* [Supplied data]:
##########
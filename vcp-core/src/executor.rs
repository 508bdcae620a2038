//! Transfer execution
//!
//! Runs planned units as one flat set of tasks, each gated by a permit from
//! a shared semaphore. Failures stay with their unit; every unit is
//! attempted.

use std::sync::Arc;
use std::sync::atomic::{AtomicBool, Ordering};
use tokio::io::{AsyncReadExt, AsyncWriteExt};
use tokio::sync::Semaphore;
use tokio::task::JoinSet;

use crate::backend::{ByteReader, ByteWriter, RepoBackend};
use crate::config::{CHUNK_SIZE, Config, LARGE_OBJECT_THRESHOLD};
use crate::error::{Error, Result};
use crate::path;
use crate::planner::{IGNORED_FILE_NAME, TransferMode, TransferUnit};
use crate::transaction::TransactionManager;

#[derive(Debug, Clone, Copy)]
pub struct ExecutorConfig {
    /// Read size for streamed copies.
    pub chunk_size: usize,
    /// Versioned uploads at least this large preload dedup hints first.
    pub large_object_threshold: u64,
}

impl Default for ExecutorConfig {
    fn default() -> Self {
        Self {
            chunk_size: CHUNK_SIZE,
            large_object_threshold: LARGE_OBJECT_THRESHOLD,
        }
    }
}

impl From<&Config> for ExecutorConfig {
    fn from(config: &Config) -> Self {
        Self {
            chunk_size: config.chunk_size,
            large_object_threshold: config.large_object_threshold,
        }
    }
}

#[derive(Debug, Clone, Copy, PartialEq, Eq)]
pub enum TransferStatus {
    Copied { bytes: u64 },
    Structural,
    Skipped,
    Canceled,
}

#[derive(Debug)]
pub struct UnitOutcome {
    pub unit: TransferUnit,
    pub result: Result<TransferStatus>,
}

/// Shared state handed to every unit task.
struct UnitContext {
    src: Arc<dyn RepoBackend>,
    dst: Arc<dyn RepoBackend>,
    manager: Arc<TransactionManager>,
    limiter: Arc<Semaphore>,
    canceled: Arc<AtomicBool>,
    config: ExecutorConfig,
}

pub struct TransferExecutor {
    limiter: Arc<Semaphore>,
    config: ExecutorConfig,
    canceled: Arc<AtomicBool>,
}

impl TransferExecutor {
    pub fn new(limiter: Arc<Semaphore>, config: ExecutorConfig) -> Self {
        Self {
            limiter,
            config,
            canceled: Arc::new(AtomicBool::new(false)),
        }
    }

    /// Units that have not started yet finish as [`TransferStatus::Canceled`].
    pub fn cancel(&self) {
        tracing::info!("Transfer canceled; in-flight units will complete");
        self.canceled.store(true, Ordering::SeqCst);
    }

    pub fn is_canceled(&self) -> bool {
        self.canceled.load(Ordering::SeqCst)
    }

    /// Run every unit and return one outcome per unit, in input order.
    pub async fn execute(
        &self,
        units: Vec<TransferUnit>,
        src: Arc<dyn RepoBackend>,
        dst: Arc<dyn RepoBackend>,
        manager: Arc<TransactionManager>,
    ) -> Vec<UnitOutcome> {
        let ctx = Arc::new(UnitContext {
            src,
            dst,
            manager,
            limiter: Arc::clone(&self.limiter),
            canceled: Arc::clone(&self.canceled),
            config: self.config,
        });

        let mut set = JoinSet::new();
        for (index, unit) in units.iter().cloned().enumerate() {
            let ctx = Arc::clone(&ctx);
            set.spawn(async move {
                let result = run_unit(&ctx, &unit).await;
                if let Err(e) = &result {
                    tracing::error!(
                        "Failed to copy {} to {}: {}",
                        unit.source_path,
                        unit.destination_path,
                        e
                    );
                }
                (index, result)
            });
        }

        let mut results: Vec<Option<Result<TransferStatus>>> =
            std::iter::repeat_with(|| None).take(units.len()).collect();
        while let Some(joined) = set.join_next().await {
            match joined {
                Ok((index, result)) => results[index] = Some(result),
                Err(e) => tracing::error!("Transfer task aborted: {}", e),
            }
        }

        units
            .into_iter()
            .zip(results)
            .map(|(unit, result)| UnitOutcome {
                unit,
                result: result
                    .unwrap_or_else(|| Err(Error::Backend("transfer task aborted".into()))),
            })
            .collect()
    }
}

async fn run_unit(ctx: &UnitContext, unit: &TransferUnit) -> Result<TransferStatus> {
    if ctx.canceled.load(Ordering::SeqCst) {
        return Ok(TransferStatus::Canceled);
    }
    let _permit = Arc::clone(&ctx.limiter)
        .acquire_owned()
        .await
        .map_err(|_| Error::Backend("transfer limiter closed".into()))?;
    if ctx.canceled.load(Ordering::SeqCst) {
        return Ok(TransferStatus::Canceled);
    }

    if path::file_name(&unit.destination_path) == IGNORED_FILE_NAME {
        tracing::warn!("Skipping {}", unit.destination_path);
        return Ok(TransferStatus::Skipped);
    }

    match unit.mode {
        TransferMode::Structural => copy_structural(ctx, unit).await,
        TransferMode::Bytes => copy_bytes(ctx, unit).await,
    }
}

async fn copy_structural(ctx: &UnitContext, unit: &TransferUnit) -> Result<TransferStatus> {
    let src = ctx.src.resolve(&unit.source_path)?.ok_or_else(|| {
        Error::validation(format!("{} is not in a versioned store", unit.source_path))
    })?;
    let dst = ctx.dst.resolve(&unit.destination_path)?.ok_or_else(|| {
        Error::validation(format!("{} is not in a versioned store", unit.destination_path))
    })?;
    if src.key.remote != dst.key.remote {
        return Err(Error::validation(format!(
            "cannot copy across repositories without streaming: {} -> {}",
            src.key.remote, dst.key.remote
        )));
    }
    tracing::debug!("Copying {} to {} in place", unit.source_path, unit.destination_path);
    ctx.manager
        .record_copy(ctx.dst.as_ref(), &dst.key, &src.key.branch, &src.path, &dst.path)
        .await?;
    Ok(TransferStatus::Structural)
}

async fn copy_bytes(ctx: &UnitContext, unit: &TransferUnit) -> Result<TransferStatus> {
    let Some(dst) = ctx.dst.resolve(&unit.destination_path)? else {
        if let Some(dir) = &unit.destination_dir {
            ctx.dst.create_dir_all(dir).await?;
        }
        let reader = ctx.src.open_for_read(&unit.source_path).await?;
        let mut writer = ctx.dst.open_for_write(&unit.destination_path).await?;
        let bytes = stream(ctx, unit, reader, &mut writer).await?;
        return Ok(TransferStatus::Copied { bytes });
    };

    let size = match unit.size_hint {
        Some(size) => Some(size),
        None => ctx.src.stat(&unit.source_path).await?.map(|info| info.size),
    };
    let threshold = ctx.config.large_object_threshold;
    if size.is_some_and(|s| s >= threshold) {
        let hint = [(dst.key.branch.clone(), dst.path.clone())];
        if let Err(e) = ctx
            .dst
            .preload_dedup_hints(&dst.key.remote, &hint, threshold)
            .await
        {
            tracing::warn!("Dedup hints for {} unavailable: {}", unit.destination_path, e);
        }
    }

    // Open the source first so an unreadable source stages nothing.
    let reader = ctx.src.open_for_read(&unit.source_path).await?;
    let (token, mut writer) = ctx
        .manager
        .open_for_write(ctx.dst.as_ref(), &dst.key, &dst.path)
        .await?;
    match stream(ctx, unit, reader, &mut writer).await {
        Ok(bytes) => {
            token.finish_write(&dst.path).await;
            Ok(TransferStatus::Copied { bytes })
        }
        Err(e) => {
            drop(writer);
            if let Err(discard) = token.abort_write(&dst.path).await {
                tracing::warn!(
                    "Could not discard partial upload of {}: {}",
                    unit.destination_path,
                    discard
                );
            }
            Err(e)
        }
    }
}

/// Copy `reader` into `writer` in chunks and close the writer.
async fn stream(
    ctx: &UnitContext,
    unit: &TransferUnit,
    mut reader: ByteReader,
    writer: &mut ByteWriter,
) -> Result<u64> {
    // Small files do not need a full chunk buffer.
    let capacity = match unit.size_hint {
        Some(size) => ctx.config.chunk_size.min(size as usize + 1),
        None => ctx.config.chunk_size,
    };
    let mut buf = vec![0u8; capacity.max(1)];
    let mut total = 0u64;
    loop {
        let n = reader.read(&mut buf).await?;
        if n == 0 {
            break;
        }
        writer.write_all(&buf[..n]).await?;
        total += n as u64;
    }
    writer.shutdown().await?;
    Ok(total)
}

/// Counts over a set of outcomes.
#[derive(Debug, Clone, Default, PartialEq, Eq)]
pub struct TransferSummary {
    pub copied: usize,
    pub structural: usize,
    pub skipped: usize,
    pub canceled: usize,
    pub failed: usize,
    /// Bytes streamed by copied units.
    pub bytes: u64,
}

impl TransferSummary {
    pub fn from_outcomes(outcomes: &[UnitOutcome]) -> Self {
        let mut summary = Self::default();
        for outcome in outcomes {
            match &outcome.result {
                Ok(TransferStatus::Copied { bytes }) => {
                    summary.copied += 1;
                    summary.bytes += bytes;
                }
                Ok(TransferStatus::Structural) => summary.structural += 1,
                Ok(TransferStatus::Skipped) => summary.skipped += 1,
                Ok(TransferStatus::Canceled) => summary.canceled += 1,
                Err(_) => summary.failed += 1,
            }
        }
        summary
    }

    pub fn total(&self) -> usize {
        self.copied + self.structural + self.skipped + self.canceled + self.failed
    }

    /// Human-readable one-line summary.
    pub fn summary(&self) -> String {
        let mut line = format!(
            "Copied {} file(s) ({})",
            self.copied + self.structural,
            format_size(self.bytes)
        );
        if self.skipped > 0 {
            line.push_str(&format!(", {} skipped", self.skipped));
        }
        if self.canceled > 0 {
            line.push_str(&format!(", {} canceled", self.canceled));
        }
        if self.failed > 0 {
            line.push_str(&format!(", {} failed", self.failed));
        }
        line
    }
}

/// The first failed outcome, as `(unit, error)`.
pub fn first_failure(outcomes: &[UnitOutcome]) -> Option<(&TransferUnit, &Error)> {
    outcomes
        .iter()
        .find_map(|o| o.result.as_ref().err().map(|e| (&o.unit, e)))
}

pub fn format_size(bytes: u64) -> String {
    const KB: u64 = 1024;
    const MB: u64 = 1024 * KB;
    const GB: u64 = 1024 * MB;
    if bytes >= GB {
        format!("{:.2} GB", bytes as f64 / GB as f64)
    } else if bytes >= MB {
        format!("{:.2} MB", bytes as f64 / MB as f64)
    } else if bytes >= KB {
        format!("{:.1} KB", bytes as f64 / KB as f64)
    } else {
        format!("{} B", bytes)
    }
}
##########
* [Directions for this task]:
Please return every line from the material above where the string "index" occurs.

* [Result of the exercise]:
        for (index, unit) in units.iter().cloned().enumerate() {
                (index, result)
                Ok((index, result)) => results[index] = Some(result),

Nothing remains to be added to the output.